From the first line of the material below to the line containing "let body = response.into_body();", repeat every line exactly and add nothing.

━━━ SUPPLIED RECORDS ━━━

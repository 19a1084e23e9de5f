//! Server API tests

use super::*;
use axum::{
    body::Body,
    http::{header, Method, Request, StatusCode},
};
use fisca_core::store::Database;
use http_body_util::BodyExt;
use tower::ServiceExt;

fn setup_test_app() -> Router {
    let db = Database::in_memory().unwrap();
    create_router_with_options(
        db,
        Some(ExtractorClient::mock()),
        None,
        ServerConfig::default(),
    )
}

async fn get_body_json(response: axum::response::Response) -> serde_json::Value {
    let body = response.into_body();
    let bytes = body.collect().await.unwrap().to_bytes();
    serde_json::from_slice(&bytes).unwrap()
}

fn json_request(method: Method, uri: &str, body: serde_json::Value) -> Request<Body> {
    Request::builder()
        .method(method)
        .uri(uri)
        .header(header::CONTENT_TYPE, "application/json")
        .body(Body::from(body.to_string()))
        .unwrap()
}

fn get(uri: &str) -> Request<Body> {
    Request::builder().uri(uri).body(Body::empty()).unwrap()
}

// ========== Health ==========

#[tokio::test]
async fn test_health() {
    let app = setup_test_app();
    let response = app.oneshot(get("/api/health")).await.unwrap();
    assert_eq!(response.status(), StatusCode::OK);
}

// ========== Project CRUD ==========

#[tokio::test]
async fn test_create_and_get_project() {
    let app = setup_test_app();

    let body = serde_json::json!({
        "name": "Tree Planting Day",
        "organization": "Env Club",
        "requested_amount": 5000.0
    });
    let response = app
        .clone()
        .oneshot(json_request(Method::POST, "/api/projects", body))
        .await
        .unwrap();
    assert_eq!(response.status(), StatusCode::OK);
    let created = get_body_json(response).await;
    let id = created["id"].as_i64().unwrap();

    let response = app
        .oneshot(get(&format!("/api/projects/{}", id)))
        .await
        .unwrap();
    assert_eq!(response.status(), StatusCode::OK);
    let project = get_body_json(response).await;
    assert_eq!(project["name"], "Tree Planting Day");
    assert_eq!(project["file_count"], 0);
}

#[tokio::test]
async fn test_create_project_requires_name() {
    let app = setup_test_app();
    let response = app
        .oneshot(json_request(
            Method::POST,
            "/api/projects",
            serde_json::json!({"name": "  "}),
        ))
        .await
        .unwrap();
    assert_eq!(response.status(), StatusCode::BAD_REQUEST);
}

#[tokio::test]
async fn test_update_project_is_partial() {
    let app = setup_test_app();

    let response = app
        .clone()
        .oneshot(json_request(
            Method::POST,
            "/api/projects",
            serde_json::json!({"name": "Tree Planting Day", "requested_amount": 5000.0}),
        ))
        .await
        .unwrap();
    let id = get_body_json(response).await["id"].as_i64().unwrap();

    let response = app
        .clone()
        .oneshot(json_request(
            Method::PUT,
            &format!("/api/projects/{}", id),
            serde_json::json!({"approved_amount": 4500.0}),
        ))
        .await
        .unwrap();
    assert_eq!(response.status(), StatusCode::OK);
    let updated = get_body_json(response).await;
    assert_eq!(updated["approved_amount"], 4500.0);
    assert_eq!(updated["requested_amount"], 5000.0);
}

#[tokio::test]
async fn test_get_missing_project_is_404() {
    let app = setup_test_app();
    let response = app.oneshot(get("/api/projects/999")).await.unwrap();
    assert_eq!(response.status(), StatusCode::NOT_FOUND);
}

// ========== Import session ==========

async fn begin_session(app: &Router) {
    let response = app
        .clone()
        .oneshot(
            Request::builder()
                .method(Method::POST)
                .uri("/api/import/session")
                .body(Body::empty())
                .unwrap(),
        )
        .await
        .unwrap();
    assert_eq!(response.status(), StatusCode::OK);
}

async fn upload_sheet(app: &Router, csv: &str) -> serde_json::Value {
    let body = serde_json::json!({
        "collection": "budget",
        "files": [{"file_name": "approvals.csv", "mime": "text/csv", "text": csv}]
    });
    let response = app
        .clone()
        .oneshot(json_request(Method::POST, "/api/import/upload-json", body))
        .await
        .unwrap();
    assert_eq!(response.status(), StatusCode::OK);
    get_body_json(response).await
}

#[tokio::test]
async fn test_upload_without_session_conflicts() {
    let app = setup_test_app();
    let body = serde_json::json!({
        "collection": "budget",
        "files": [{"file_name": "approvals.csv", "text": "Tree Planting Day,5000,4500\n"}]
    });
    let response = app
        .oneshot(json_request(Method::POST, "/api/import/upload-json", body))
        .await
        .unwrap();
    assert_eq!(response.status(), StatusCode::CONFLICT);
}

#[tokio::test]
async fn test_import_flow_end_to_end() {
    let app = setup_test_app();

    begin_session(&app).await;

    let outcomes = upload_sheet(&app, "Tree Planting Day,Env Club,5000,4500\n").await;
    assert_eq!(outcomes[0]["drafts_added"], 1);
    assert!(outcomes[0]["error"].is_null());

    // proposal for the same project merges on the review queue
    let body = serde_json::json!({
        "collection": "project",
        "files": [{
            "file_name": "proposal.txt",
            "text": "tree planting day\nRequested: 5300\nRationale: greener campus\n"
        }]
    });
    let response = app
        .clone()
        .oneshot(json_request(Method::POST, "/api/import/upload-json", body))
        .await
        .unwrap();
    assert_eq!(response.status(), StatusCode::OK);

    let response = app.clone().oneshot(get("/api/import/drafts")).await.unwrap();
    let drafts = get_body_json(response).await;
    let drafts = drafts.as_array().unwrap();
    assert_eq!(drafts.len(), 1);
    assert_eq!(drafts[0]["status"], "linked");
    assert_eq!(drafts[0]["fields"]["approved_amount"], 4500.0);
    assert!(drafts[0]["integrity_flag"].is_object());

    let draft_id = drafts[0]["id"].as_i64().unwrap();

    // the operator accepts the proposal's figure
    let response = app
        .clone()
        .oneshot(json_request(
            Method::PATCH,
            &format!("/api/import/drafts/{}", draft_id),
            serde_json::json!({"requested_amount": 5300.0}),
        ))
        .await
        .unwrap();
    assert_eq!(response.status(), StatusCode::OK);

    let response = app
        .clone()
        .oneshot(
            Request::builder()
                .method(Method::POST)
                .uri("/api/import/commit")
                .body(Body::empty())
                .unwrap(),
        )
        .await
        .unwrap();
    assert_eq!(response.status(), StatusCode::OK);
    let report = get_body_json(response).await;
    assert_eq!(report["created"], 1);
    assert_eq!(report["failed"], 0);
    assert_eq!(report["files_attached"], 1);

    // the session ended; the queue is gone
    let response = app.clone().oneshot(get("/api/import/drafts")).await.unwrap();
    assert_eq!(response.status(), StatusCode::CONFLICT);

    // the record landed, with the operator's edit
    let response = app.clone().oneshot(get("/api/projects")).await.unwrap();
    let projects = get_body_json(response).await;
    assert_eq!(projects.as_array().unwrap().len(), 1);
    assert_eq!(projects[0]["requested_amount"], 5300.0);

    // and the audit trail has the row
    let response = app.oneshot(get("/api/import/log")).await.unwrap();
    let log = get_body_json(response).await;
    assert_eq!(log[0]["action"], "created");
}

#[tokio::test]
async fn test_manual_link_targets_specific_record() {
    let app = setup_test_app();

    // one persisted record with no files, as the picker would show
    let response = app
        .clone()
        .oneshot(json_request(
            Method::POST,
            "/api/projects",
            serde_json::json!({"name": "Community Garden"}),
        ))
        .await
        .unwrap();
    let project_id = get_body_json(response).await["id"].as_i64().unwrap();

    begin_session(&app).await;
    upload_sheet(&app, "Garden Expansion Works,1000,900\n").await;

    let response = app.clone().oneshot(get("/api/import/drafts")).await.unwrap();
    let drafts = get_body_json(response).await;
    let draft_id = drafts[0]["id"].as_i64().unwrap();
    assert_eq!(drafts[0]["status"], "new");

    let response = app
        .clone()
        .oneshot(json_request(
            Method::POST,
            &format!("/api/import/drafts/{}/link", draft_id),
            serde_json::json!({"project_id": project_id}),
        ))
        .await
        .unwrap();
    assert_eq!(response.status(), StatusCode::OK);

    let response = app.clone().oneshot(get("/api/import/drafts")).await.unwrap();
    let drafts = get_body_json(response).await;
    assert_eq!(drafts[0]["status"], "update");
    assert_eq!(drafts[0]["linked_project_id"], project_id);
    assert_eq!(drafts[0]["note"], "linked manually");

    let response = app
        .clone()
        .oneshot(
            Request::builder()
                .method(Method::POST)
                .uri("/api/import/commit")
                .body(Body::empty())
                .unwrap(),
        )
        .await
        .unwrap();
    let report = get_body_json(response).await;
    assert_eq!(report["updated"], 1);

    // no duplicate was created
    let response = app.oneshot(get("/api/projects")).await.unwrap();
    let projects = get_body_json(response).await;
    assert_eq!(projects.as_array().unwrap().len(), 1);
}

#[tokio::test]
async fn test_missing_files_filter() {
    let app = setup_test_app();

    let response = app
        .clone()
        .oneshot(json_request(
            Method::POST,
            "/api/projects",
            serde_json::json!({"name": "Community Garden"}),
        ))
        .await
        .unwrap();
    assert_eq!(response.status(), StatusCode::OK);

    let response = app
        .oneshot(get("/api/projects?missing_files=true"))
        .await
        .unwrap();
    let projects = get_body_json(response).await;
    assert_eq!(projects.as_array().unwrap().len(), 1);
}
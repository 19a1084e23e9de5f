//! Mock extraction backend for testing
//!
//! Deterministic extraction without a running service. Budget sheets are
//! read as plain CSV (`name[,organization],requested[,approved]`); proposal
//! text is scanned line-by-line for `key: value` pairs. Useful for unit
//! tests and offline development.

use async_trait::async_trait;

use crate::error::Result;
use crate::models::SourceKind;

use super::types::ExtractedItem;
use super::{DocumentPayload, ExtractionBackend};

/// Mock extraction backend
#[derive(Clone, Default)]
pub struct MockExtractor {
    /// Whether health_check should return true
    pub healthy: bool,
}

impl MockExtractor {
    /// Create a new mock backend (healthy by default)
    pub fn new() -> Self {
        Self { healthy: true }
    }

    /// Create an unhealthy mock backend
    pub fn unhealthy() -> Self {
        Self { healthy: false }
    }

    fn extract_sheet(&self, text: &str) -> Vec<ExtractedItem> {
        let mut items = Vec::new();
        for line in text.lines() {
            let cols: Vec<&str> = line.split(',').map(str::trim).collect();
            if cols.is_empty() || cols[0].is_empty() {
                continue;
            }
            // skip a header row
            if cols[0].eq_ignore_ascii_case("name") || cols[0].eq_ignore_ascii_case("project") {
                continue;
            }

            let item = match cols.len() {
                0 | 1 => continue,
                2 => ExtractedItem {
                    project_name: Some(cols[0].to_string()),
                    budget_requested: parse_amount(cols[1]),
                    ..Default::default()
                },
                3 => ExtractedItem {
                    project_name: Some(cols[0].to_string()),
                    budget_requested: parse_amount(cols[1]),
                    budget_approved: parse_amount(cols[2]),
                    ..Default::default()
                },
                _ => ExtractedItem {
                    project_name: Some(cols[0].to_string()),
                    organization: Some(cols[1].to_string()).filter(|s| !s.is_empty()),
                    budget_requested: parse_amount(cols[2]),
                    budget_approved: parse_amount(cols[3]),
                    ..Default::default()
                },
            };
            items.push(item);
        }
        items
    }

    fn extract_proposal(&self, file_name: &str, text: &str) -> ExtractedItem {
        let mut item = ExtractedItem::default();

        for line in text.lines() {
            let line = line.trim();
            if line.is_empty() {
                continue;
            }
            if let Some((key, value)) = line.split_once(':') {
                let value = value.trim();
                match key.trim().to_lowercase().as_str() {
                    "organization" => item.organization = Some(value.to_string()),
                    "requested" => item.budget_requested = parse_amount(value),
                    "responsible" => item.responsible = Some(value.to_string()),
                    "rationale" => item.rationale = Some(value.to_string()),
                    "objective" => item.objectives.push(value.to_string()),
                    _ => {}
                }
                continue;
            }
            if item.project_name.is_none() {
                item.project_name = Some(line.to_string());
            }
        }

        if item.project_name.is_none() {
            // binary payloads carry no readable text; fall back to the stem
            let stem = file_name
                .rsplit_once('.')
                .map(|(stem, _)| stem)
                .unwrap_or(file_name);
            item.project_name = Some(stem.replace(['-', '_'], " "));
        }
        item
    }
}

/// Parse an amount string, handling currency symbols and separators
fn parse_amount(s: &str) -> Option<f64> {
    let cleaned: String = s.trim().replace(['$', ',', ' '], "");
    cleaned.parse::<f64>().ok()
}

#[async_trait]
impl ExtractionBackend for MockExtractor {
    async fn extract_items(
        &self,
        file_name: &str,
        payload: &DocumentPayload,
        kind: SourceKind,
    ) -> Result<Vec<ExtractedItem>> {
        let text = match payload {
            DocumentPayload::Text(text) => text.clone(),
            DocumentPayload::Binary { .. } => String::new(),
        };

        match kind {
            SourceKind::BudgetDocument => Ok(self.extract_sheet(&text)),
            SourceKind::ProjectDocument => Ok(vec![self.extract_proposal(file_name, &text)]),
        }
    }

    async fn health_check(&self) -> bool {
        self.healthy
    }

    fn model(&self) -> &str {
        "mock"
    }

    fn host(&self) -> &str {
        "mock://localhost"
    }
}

━━━

■ EXERCISE OUTPUT ■
repository 19a1084e23e9de5f
//! Server API tests

use super::*;
use axum::{
    body::Body,
    http::{header, Method, Request, StatusCode},
};
use fisca_core::store::Database;
use http_body_util::BodyExt;
use tower::ServiceExt;

fn setup_test_app() -> Router {
    let db = Database::in_memory().unwrap();
    create_router_with_options(
        db,
        Some(ExtractorClient::mock()),
        None,
        ServerConfig::default(),
    )
}

async fn get_body_json(response: axum::response::Response) -> serde_json::Value {
    let body = response.into_body();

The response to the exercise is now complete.